The chance to study some time abroad is something every student should grab. The EMPA network therefore gives you an unique opportunity to do this at some very prominent universities. I chose to spend one term at the SDA Bocconi School of Management in Milan, which is actually the business school of the Università Bocconi. I can recommend an exchange to the public management program for everybody who’s interested in all aspects and all levels of the public sector. Professors and the many guest speakers expect rather a lot of you, especially in terms of presentations, group and individual assignments, in-class cooperation, etc. But this puts also less pressure on the final exams.
The MPM class is a very diverse but also a very close group. To join this group after their first term is not easy but after a while it is great. That is why I recommend to study there for both the second and third term.
Lastly, I cannot forget to mention the city itself. In Milan you can find everything you are looking for. It is a very busy city with many social activities like the hundreds of aperitivi. Milan is also close to the other beautiful cities in northern Italy which are easy and especially worth to visit when you have a day off.
— Exchange student 2008-2009 from Leuven to Milan

For three reasons the EMPA programme at Sciences Po was a marvellous good time:

First, the university lies in the most precious part of Paris having the cafés of Sartre and Beauvoir nearby and the Eiffel-Tour, the Louvre and the Sorbonne (including students’ bars and clubs) within reach.

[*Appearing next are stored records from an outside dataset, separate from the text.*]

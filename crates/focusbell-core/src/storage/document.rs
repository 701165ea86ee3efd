//! Typed shape of the persisted statistics document.
//!
//! Older or hand-edited documents are brought up to this shape by
//! [`super::migrations`] before they are parsed here; the lenient field
//! deserializers below only cover values that survive migration in an
//! unexpected format (timestamps without offsets and the like).

use std::collections::BTreeMap;

use chrono::{DateTime, Local, NaiveDate};
use serde::{Deserialize, Serialize};

use super::migrations::CURRENT_VERSION;
use crate::timer::ModeParameters;

/// Maximum length of both derived mode orderings.
pub const HISTORY_LIMIT: usize = 10;

/// Work done on one calendar date.
#[derive(Debug, Clone, Copy, Default, PartialEq, Eq, Serialize, Deserialize)]
pub struct DailyRecord {
    #[serde(default)]
    pub work_time_seconds: u64,
    #[serde(default)]
    pub sessions: u64,
}

/// Sum over every [`DailyRecord`]. Recomputed on each write.
#[derive(Debug, Clone, PartialEq, Serialize, Deserialize)]
pub struct TotalStats {
    #[serde(default)]
    pub total_work_time_seconds: u64,
    #[serde(default)]
    pub total_sessions: u64,
    #[serde(default = "today", deserialize_with = "lenient::date")]
    pub created_date: NaiveDate,
    #[serde(default = "Local::now", deserialize_with = "lenient::timestamp")]
    pub last_updated: DateTime<Local>,
}

impl Default for TotalStats {
    fn default() -> Self {
        Self {
            total_work_time_seconds: 0,
            total_sessions: 0,
            created_date: today(),
            last_updated: Local::now(),
        }
    }
}

/// A named, user-defined set of timing parameters.
#[derive(Debug, Clone, PartialEq, Serialize, Deserialize)]
pub struct CustomMode {
    pub name: String,
    pub total_minutes: u32,
    pub interval_minutes: u32,
    #[serde(default)]
    pub random_minutes: u32,
    pub rest_minutes: u32,
    /// Seconds.
    #[serde(default)]
    pub second_reminder_delay: u32,
    #[serde(default)]
    pub description: String,
    #[serde(default)]
    pub tags: Vec<String>,
    #[serde(default)]
    pub notes: String,
    #[serde(default)]
    pub use_count: u64,
    #[serde(default = "Local::now", deserialize_with = "lenient::timestamp")]
    pub created_time: DateTime<Local>,
    #[serde(default = "Local::now", deserialize_with = "lenient::timestamp")]
    pub modified_time: DateTime<Local>,
    #[serde(default, deserialize_with = "lenient::optional_timestamp")]
    pub last_used: Option<DateTime<Local>>,
}

impl CustomMode {
    pub fn parameters(&self) -> ModeParameters {
        ModeParameters::new(
            self.total_minutes,
            self.interval_minutes,
            self.random_minutes,
            self.rest_minutes,
            self.second_reminder_delay,
        )
    }

    pub(crate) fn apply_parameters(&mut self, params: &ModeParameters) {
        self.total_minutes = params.total_minutes;
        self.interval_minutes = params.interval_minutes;
        self.random_minutes = params.random_minutes;
        self.rest_minutes = params.rest_minutes;
        self.second_reminder_delay = params.second_reminder_delay;
    }
}

/// Derived orderings over custom mode keys.
#[derive(Debug, Clone, Default, PartialEq, Eq, Serialize, Deserialize)]
pub struct ModeHistory {
    #[serde(default)]
    pub recent: Vec<String>,
    #[serde(default)]
    pub frequent: Vec<String>,
}

/// The whole persisted document.
#[derive(Debug, Clone, PartialEq, Serialize, Deserialize)]
pub struct StatsDocument {
    /// Keyed by `YYYY-MM-DD`.
    #[serde(default)]
    pub daily_records: BTreeMap<String, DailyRecord>,
    #[serde(default)]
    pub total_stats: TotalStats,
    #[serde(default)]
    pub custom_modes: BTreeMap<String, CustomMode>,
    #[serde(default)]
    pub custom_mode_history: ModeHistory,
    #[serde(default = "current_version")]
    pub version: u32,
    /// Fields owned by other layers (slogans, UI state). Written back verbatim.
    #[serde(flatten)]
    pub extra: serde_json::Map<String, serde_json::Value>,
}

impl Default for StatsDocument {
    fn default() -> Self {
        Self {
            daily_records: BTreeMap::new(),
            total_stats: TotalStats::default(),
            custom_modes: BTreeMap::new(),
            custom_mode_history: ModeHistory::default(),
            version: CURRENT_VERSION,
            extra: serde_json::Map::new(),
        }
    }
}

impl StatsDocument {
    pub fn record_for(&self, date: NaiveDate) -> DailyRecord {
        self.daily_records
            .get(&date_key(date))
            .copied()
            .unwrap_or_default()
    }

    /// Full recompute of `total_stats` from `daily_records`.
    pub fn recompute_totals(&mut self) {
        let (seconds, sessions) = self
            .daily_records
            .values()
            .fold((0u64, 0u64), |(secs, count), r| {
                (
                    secs.saturating_add(r.work_time_seconds),
                    count.saturating_add(r.sessions),
                )
            });
        self.total_stats.total_work_time_seconds = seconds;
        self.total_stats.total_sessions = sessions;

        if let Some(first) = self
            .daily_records
            .keys()
            .filter_map(|k| parse_date_key(k))
            .min()
        {
            if first < self.total_stats.created_date {
                self.total_stats.created_date = first;
            }
        }
        self.total_stats.last_updated = Local::now();
    }

    /// Drop unknown or duplicate keys from `recent`, cap it, and rebuild
    /// `frequent` from the current use counts.
    pub fn repair_history(&mut self) {
        let modes = &self.custom_modes;
        let mut seen = std::collections::HashSet::new();
        self.custom_mode_history
            .recent
            .retain(|key| modes.contains_key(key) && seen.insert(key.clone()));
        self.custom_mode_history.recent.truncate(HISTORY_LIMIT);
        self.recompute_frequent();
    }

    /// Keys with at least one use, by use count descending; ties go to the
    /// most recently used, then to name.
    pub fn recompute_frequent(&mut self) {
        let mut used: Vec<(&String, &CustomMode)> = self
            .custom_modes
            .iter()
            .filter(|(_, m)| m.use_count > 0)
            .collect();
        used.sort_by(|(_, a), (_, b)| {
            b.use_count
                .cmp(&a.use_count)
                .then_with(|| b.last_used.cmp(&a.last_used))
                .then_with(|| a.name.cmp(&b.name))
        });
        self.custom_mode_history.frequent = used
            .into_iter()
            .take(HISTORY_LIMIT)
            .map(|(key, _)| key.clone())
            .collect();
    }

    /// Move `key` to the front of `recent`.
    pub fn touch_recent(&mut self, key: &str) {
        let recent = &mut self.custom_mode_history.recent;
        recent.retain(|k| k != key);
        recent.insert(0, key.to_string());
        recent.truncate(HISTORY_LIMIT);
    }

    pub fn forget_mode(&mut self, key: &str) {
        self.custom_mode_history.recent.retain(|k| k != key);
        self.custom_mode_history.frequent.retain(|k| k != key);
    }

    pub fn find_mode_by_name(&self, name: &str) -> Option<(&String, &CustomMode)> {
        self.custom_modes.iter().find(|(_, m)| m.name == name)
    }
}

pub fn date_key(date: NaiveDate) -> String {
    date.format("%Y-%m-%d").to_string()
}

pub fn parse_date_key(key: &str) -> Option<NaiveDate> {
    NaiveDate::parse_from_str(key, "%Y-%m-%d").ok()
}

pub fn today() -> NaiveDate {
    Local::now().date_naive()
}

fn current_version() -> u32 {
    CURRENT_VERSION
}

/// Lenient deserializers for timestamps written by older front ends.
pub(crate) mod lenient {
    use chrono::{DateTime, Local, NaiveDate, NaiveDateTime, TimeZone};
    use serde::{Deserialize, Deserializer};
    use serde_json::Value;

    pub fn parse_timestamp(raw: &str) -> Option<DateTime<Local>> {
        if let Ok(dt) = DateTime::parse_from_rfc3339(raw) {
            return Some(dt.with_timezone(&Local));
        }
        ["%Y-%m-%dT%H:%M:%S%.f", "%Y-%m-%d %H:%M:%S%.f"]
            .iter()
            .find_map(|fmt| NaiveDateTime::parse_from_str(raw, fmt).ok())
            .and_then(|naive| Local.from_local_datetime(&naive).earliest())
    }

    pub fn timestamp<'de, D>(deserializer: D) -> Result<DateTime<Local>, D::Error>
    where
        D: Deserializer<'de>,
    {
        Ok(optional_timestamp(deserializer)?.unwrap_or_else(Local::now))
    }

    pub fn optional_timestamp<'de, D>(deserializer: D) -> Result<Option<DateTime<Local>>, D::Error>
    where
        D: Deserializer<'de>,
    {
        let value = Value::deserialize(deserializer)?;
        Ok(value.as_str().and_then(parse_timestamp))
    }

    pub fn date<'de, D>(deserializer: D) -> Result<NaiveDate, D::Error>
    where
        D: Deserializer<'de>,
    {
        let value = Value::deserialize(deserializer)?;
        let parsed = value.as_str().and_then(|raw| {
            NaiveDate::parse_from_str(raw, "%Y-%m-%d")
                .ok()
                .or_else(|| parse_timestamp(raw).map(|dt| dt.date_naive()))
        });
        Ok(parsed.unwrap_or_else(super::today))
    }
}

#[cfg(test)]
mod tests {
    use super::*;

    fn mode(name: &str, uses: u64) -> CustomMode {
        CustomMode {
            name: name.into(),
            total_minutes: 30,
            interval_minutes: 10,
            random_minutes: 1,
            rest_minutes: 5,
            second_reminder_delay: 5,
            description: String::new(),
            tags: vec![],
            notes: String::new(),
            use_count: uses,
            created_time: Local::now(),
            modified_time: Local::now(),
            last_used: None,
        }
    }

    #[test]
    fn totals_are_recomputed_not_accumulated() {
        let mut doc = StatsDocument::default();
        doc.total_stats.total_sessions = 999;
        doc.total_stats.total_work_time_seconds = 999;
        doc.daily_records.insert(
            "2026-01-01".into(),
            DailyRecord {
                work_time_seconds: 100,
                sessions: 2,
            },
        );
        doc.daily_records.insert(
            "2026-01-02".into(),
            DailyRecord {
                work_time_seconds: 50,
                sessions: 1,
            },
        );
        doc.recompute_totals();
        assert_eq!(doc.total_stats.total_sessions, 3);
        assert_eq!(doc.total_stats.total_work_time_seconds, 150);
        assert_eq!(
            doc.total_stats.created_date,
            NaiveDate::from_ymd_opt(2026, 1, 1).unwrap()
        );

        doc.recompute_totals();
        assert_eq!(doc.total_stats.total_sessions, 3);
    }

    #[test]
    fn repair_history_purges_unknown_and_duplicate_keys() {
        let mut doc = StatsDocument::default();
        doc.custom_modes.insert("a".into(), mode("A", 1));
        doc.custom_modes.insert("b".into(), mode("B", 3));
        doc.custom_mode_history.recent = vec!["ghost".into(), "a".into(), "b".into(), "a".into()];
        doc.custom_mode_history.frequent = vec!["ghost".into()];
        doc.repair_history();
        assert_eq!(doc.custom_mode_history.recent, vec!["a", "b"]);
        assert_eq!(doc.custom_mode_history.frequent, vec!["b", "a"]);
    }

    #[test]
    fn frequent_skips_unused_and_caps_at_limit() {
        let mut doc = StatsDocument::default();
        for i in 0..15u64 {
            doc.custom_modes.insert(format!("k{i:02}"), mode(&format!("M{i:02}"), i));
        }
        doc.recompute_frequent();
        let frequent = &doc.custom_mode_history.frequent;
        assert_eq!(frequent.len(), HISTORY_LIMIT);
        assert_eq!(frequent[0], "k14");
        assert!(!frequent.contains(&"k00".to_string()));
    }

    #[test]
    fn touch_recent_moves_key_to_front() {
        let mut doc = StatsDocument::default();
        for i in 0..12 {
            doc.touch_recent(&format!("k{i}"));
        }
        doc.touch_recent("k5");
        let recent = &doc.custom_mode_history.recent;
        assert_eq!(recent.len(), HISTORY_LIMIT);
        assert_eq!(recent[0], "k5");
        assert_eq!(recent.iter().filter(|k| *k == "k5").count(), 1);
    }

    #[test]
    fn unknown_top_level_fields_are_preserved() {
        let json = serde_json::json!({
            "daily_records": {},
            "version": 3,
            "slogans": ["stay sharp"],
            "slogan_index": 2
        });
        let doc: StatsDocument = serde_json::from_value(json).unwrap();
        assert_eq!(doc.extra["slogan_index"], 2);
        let back = serde_json::to_value(&doc).unwrap();
        assert_eq!(back["slogans"][0], "stay sharp");
    }

    #[test]
    fn naive_timestamps_are_accepted() {
        let json = serde_json::json!({
            "name": "Legacy",
            "total_minutes": 30,
            "interval_minutes": 10,
            "rest_minutes": 5,
            "created_time": "2024-03-01T09:30:00.123456",
            "modified_time": 12,
            "last_used": null
        });
        let mode: CustomMode = serde_json::from_value(json).unwrap();
        assert_eq!(mode.created_time.date_naive().to_string(), "2024-03-01");
        assert!(mode.last_used.is_none());
    }
}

Second, the university is praised for educating the elite of France with a strong focus on cultivating every topic concerning public affairs. Sciences Po has only few professors; classes are almost entirely given by experts working for administration, politics and business – I had consultants, high EU-officials and one French ambassador. Third, there are many opportunities for exchange students to mix with the people from Sciences Po. The university is very international, so they have developed many programmes to make life comfortable for students like me: I had an introduction week with a group of 15 exchange student and we did a lot of activities together for the rest of the time. In addition, I had a French Science Po student as partner. We met regularly and she was a great help to me understanding cultural differences – we have kept contact since then.

To sum up, while enhancing my French I had a wonderful time visiting Paris in depth, gaining academic insights both in knowledge and methodology, and meeting new friends from all over the world – an experience I value as one of the greatest of my life.
— Exchange Student 2010 – 2011 from Speyer to Paris
Leiden a very nice city near Amsterdam and La Haye and where you will circulate only by bike. It is very quiet and you have a lot of students living there. Everybody speaks English, so it is not the best place if you want to learn Dutch ;-).
The way of teaching asks from students that, each week, they prepare/read/analyse materials for the next course and everybody is asked to participate in class. It is a very good and nice way to teach and you will get a lot of experience which will be helpful in your next career. They have a system with trimesters what enabled me to go to Leiden from end of March until June and have a traineeship in the European Parliament in between Leuven and Leiden (from February till March).

In a nutshell, I would say that it is a great university, great courses, great teachers, great environment!
— Exchange student 2004-2005 from Leuven to Leiden

I spent an exchange semester at SciencesPo in Paris. I can recommend this experience to everybody! First of all, as a city Paris had certainly many things to offer that you cannot find in Leuven. Keep in mind though, that it is not student-minded at all and that costs for housing and general expenses can be multiplied by two or three compared with Leuven. The courses at SciencesPo were very interesting, I took for example “Lobbying européen” and “Systèmes politiques nationaux de l’ UE”. You can take courses in French or English or both - like I did - but if you already have proficiency in French, it might be worthwhile to take all courses in French (being of course more demanding). At SciencesPo, one also works with a pleasant teaching method. Emphasis is placed on presentations and papers during the semester, meaning you will have a lot of work during the semester. Therefore, the exams at the end only count for a smaller percentage of the grades. But eventually, it all pays off since the courses offered are very stimulating. Moreover, SciencesPo is perhaps not the “typical” exchange experience, in that teachers are demanding and treat you as a regular student.